Data extracted from a collection:
· · · · · · ·

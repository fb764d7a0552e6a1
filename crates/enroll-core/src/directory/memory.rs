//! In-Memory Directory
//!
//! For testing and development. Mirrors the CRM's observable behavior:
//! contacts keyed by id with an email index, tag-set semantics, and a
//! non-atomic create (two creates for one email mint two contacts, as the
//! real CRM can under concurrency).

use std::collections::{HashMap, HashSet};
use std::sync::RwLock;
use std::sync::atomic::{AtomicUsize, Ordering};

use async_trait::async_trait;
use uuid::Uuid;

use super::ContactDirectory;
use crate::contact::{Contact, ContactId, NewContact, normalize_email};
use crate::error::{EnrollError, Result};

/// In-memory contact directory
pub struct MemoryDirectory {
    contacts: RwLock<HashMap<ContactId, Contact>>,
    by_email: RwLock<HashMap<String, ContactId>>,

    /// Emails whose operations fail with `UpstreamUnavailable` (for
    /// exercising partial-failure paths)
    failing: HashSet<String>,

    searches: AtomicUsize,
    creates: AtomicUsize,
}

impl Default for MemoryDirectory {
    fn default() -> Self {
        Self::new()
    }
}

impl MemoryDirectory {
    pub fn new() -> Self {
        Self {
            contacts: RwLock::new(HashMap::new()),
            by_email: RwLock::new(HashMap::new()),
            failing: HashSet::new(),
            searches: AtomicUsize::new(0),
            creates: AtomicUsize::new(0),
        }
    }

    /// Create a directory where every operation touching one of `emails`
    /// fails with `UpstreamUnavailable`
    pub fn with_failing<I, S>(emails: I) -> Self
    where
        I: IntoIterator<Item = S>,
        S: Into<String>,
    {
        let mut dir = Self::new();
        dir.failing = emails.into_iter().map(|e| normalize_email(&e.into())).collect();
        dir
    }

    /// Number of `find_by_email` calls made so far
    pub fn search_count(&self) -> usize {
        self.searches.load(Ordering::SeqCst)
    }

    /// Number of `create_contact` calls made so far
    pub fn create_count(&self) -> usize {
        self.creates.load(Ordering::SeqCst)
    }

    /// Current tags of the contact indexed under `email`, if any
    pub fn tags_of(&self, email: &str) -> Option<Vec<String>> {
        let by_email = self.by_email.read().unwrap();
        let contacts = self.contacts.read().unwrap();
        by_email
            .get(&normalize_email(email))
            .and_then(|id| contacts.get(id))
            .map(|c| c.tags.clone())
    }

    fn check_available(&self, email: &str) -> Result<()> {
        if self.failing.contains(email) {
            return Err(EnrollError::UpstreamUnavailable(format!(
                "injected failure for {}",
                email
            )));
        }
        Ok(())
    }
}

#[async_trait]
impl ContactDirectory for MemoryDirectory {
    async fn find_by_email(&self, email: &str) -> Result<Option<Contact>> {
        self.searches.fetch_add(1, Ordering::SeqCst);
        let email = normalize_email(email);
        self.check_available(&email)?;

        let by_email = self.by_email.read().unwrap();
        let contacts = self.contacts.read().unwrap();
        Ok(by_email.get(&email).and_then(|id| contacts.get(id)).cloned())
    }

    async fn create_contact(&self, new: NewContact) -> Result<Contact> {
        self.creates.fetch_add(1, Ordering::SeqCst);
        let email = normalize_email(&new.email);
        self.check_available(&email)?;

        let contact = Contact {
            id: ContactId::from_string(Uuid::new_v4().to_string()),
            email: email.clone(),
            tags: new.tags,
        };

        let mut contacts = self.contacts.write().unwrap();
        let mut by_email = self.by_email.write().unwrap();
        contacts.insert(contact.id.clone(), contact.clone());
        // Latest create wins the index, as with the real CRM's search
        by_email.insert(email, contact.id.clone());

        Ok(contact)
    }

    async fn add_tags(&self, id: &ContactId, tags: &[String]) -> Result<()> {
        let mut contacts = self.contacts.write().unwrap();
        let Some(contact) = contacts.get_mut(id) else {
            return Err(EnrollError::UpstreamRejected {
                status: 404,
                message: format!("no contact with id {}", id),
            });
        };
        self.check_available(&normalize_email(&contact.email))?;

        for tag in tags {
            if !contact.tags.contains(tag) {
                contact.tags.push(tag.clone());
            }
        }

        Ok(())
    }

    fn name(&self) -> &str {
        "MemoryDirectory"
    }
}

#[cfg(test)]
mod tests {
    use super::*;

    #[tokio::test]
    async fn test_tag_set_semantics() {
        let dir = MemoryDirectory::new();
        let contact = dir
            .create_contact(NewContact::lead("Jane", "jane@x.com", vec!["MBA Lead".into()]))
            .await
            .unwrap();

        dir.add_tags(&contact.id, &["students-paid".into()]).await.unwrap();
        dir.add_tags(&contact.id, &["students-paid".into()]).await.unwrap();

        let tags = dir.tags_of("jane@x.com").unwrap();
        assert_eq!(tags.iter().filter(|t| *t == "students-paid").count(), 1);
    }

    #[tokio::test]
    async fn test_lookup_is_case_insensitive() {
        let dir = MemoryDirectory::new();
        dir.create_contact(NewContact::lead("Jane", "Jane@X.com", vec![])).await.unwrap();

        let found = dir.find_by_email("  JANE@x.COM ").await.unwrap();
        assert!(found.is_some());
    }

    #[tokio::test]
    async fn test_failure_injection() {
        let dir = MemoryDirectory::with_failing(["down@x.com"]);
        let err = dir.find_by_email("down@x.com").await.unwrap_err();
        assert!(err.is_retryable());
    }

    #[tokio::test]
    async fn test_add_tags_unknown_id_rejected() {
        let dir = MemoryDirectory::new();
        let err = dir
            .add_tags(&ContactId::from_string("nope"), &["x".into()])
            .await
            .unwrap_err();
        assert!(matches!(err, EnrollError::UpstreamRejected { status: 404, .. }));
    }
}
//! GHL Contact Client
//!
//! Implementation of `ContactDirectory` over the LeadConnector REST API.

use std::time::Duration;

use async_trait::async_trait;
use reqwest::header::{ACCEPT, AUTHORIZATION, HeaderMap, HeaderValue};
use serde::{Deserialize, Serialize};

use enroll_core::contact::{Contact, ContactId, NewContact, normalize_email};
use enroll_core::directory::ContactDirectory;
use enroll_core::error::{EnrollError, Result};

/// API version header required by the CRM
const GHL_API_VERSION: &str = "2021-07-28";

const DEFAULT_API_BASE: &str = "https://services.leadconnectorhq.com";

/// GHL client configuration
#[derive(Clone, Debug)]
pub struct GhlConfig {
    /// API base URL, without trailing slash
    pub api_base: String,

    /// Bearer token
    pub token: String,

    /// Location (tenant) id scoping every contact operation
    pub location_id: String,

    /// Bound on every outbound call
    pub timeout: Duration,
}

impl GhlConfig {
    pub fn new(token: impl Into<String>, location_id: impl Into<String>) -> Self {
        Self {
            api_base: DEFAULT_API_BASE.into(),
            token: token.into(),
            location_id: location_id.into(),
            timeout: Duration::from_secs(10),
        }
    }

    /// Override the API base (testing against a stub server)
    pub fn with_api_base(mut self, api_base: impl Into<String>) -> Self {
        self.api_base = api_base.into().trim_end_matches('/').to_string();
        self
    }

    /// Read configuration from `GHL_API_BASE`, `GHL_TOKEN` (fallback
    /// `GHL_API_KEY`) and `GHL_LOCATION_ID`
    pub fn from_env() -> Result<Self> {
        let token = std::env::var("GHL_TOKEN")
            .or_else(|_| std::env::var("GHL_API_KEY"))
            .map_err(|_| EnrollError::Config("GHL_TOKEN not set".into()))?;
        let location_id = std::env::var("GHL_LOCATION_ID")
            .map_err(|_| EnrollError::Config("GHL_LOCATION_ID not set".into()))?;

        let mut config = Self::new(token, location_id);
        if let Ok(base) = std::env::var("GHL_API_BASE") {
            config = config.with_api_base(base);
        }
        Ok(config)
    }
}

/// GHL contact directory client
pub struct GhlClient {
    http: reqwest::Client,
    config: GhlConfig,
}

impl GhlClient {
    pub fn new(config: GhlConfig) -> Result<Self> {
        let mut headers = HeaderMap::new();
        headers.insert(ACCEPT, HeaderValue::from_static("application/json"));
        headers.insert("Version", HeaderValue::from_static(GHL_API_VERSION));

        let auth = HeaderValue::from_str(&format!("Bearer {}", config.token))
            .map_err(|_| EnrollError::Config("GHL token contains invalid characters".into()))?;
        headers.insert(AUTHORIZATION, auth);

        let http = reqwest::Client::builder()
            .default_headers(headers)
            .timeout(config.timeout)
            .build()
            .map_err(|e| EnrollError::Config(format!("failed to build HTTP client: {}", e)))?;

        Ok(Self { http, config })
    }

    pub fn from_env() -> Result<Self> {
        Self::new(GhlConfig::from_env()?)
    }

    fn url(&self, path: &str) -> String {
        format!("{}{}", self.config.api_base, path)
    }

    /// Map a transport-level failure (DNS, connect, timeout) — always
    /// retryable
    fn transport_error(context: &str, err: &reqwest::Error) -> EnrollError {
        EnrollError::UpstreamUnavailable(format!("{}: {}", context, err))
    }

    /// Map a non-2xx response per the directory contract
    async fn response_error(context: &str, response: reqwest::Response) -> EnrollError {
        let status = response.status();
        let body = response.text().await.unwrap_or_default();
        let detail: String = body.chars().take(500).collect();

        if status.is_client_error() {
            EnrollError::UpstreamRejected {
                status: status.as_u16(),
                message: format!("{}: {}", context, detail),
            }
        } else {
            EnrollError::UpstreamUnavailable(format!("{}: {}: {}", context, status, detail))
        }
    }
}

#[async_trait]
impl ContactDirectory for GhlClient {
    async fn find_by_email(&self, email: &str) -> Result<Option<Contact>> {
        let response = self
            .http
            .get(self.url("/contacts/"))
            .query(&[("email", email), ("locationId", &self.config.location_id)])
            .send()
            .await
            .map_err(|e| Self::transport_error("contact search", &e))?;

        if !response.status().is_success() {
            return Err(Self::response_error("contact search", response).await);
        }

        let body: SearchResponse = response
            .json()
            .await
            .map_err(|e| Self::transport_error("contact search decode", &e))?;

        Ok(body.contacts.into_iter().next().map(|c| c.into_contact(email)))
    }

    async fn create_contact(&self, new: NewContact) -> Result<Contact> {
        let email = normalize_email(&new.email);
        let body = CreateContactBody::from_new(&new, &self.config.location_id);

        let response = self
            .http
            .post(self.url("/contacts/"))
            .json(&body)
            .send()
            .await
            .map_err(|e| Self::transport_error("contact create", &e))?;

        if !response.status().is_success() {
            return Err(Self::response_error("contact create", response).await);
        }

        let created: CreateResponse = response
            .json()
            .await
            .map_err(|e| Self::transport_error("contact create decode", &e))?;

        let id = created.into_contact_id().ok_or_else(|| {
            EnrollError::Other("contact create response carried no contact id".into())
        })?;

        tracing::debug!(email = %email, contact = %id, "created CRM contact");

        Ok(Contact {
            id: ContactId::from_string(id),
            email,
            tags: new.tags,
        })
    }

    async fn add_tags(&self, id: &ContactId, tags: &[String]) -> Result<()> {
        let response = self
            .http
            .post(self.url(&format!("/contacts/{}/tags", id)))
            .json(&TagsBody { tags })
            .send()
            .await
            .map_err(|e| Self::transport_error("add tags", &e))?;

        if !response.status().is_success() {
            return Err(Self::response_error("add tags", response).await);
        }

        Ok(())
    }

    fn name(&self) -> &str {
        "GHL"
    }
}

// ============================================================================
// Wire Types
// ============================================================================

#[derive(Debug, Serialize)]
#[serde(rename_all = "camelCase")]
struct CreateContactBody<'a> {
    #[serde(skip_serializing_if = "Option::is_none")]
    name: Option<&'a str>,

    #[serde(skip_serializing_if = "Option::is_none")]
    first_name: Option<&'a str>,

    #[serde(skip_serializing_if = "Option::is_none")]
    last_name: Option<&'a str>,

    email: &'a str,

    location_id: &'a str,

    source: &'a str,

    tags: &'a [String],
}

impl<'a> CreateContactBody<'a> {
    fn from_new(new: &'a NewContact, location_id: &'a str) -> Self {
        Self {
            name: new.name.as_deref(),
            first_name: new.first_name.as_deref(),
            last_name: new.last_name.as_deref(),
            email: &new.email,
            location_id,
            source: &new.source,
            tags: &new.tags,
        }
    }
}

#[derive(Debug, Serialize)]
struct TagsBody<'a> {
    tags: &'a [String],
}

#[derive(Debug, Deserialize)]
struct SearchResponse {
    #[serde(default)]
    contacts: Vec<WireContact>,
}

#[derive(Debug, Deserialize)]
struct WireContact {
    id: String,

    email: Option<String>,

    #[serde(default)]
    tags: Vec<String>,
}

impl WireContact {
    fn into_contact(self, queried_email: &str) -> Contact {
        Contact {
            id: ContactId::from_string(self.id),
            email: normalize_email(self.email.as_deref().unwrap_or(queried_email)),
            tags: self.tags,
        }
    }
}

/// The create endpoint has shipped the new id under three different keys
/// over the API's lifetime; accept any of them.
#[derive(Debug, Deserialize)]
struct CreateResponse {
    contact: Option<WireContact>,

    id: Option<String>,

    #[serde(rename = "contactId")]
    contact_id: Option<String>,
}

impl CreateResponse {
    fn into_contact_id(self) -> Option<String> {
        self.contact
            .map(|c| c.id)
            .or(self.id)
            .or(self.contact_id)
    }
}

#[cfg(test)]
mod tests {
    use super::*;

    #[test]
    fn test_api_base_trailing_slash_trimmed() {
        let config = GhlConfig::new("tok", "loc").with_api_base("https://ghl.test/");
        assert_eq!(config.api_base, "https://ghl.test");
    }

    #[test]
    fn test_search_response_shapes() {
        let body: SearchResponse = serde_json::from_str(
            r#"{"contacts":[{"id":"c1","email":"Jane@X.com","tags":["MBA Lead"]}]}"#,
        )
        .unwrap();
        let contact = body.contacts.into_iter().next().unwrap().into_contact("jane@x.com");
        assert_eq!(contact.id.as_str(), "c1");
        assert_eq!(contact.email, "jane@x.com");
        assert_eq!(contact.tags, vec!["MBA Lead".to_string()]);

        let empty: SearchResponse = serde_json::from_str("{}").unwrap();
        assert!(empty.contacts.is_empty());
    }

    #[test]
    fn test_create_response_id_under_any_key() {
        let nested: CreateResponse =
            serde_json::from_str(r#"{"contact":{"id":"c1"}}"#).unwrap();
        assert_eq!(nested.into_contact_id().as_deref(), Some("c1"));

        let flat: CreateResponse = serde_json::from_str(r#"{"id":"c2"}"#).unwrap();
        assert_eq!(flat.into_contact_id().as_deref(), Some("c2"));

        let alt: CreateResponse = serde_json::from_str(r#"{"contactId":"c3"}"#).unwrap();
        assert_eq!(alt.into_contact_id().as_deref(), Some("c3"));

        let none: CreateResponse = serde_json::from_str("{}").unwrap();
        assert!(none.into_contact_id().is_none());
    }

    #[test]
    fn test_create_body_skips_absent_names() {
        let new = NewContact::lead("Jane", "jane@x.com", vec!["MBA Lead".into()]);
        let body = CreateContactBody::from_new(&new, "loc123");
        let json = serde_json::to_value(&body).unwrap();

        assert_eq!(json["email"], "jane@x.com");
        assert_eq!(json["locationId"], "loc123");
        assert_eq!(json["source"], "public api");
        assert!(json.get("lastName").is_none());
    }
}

· · · · · · ·

# PROMPT:
Each line in the data that holds the word "return" must be copied.

# ANSWER TO THIS TASK:
            return Err(EnrollError::UpstreamUnavailable(format!(
            return Err(EnrollError::UpstreamRejected {
            return Err(Self::response_error("contact search", response).await);
            return Err(Self::response_error("contact create", response).await);
            return Err(Self::response_error("add tags", response).await);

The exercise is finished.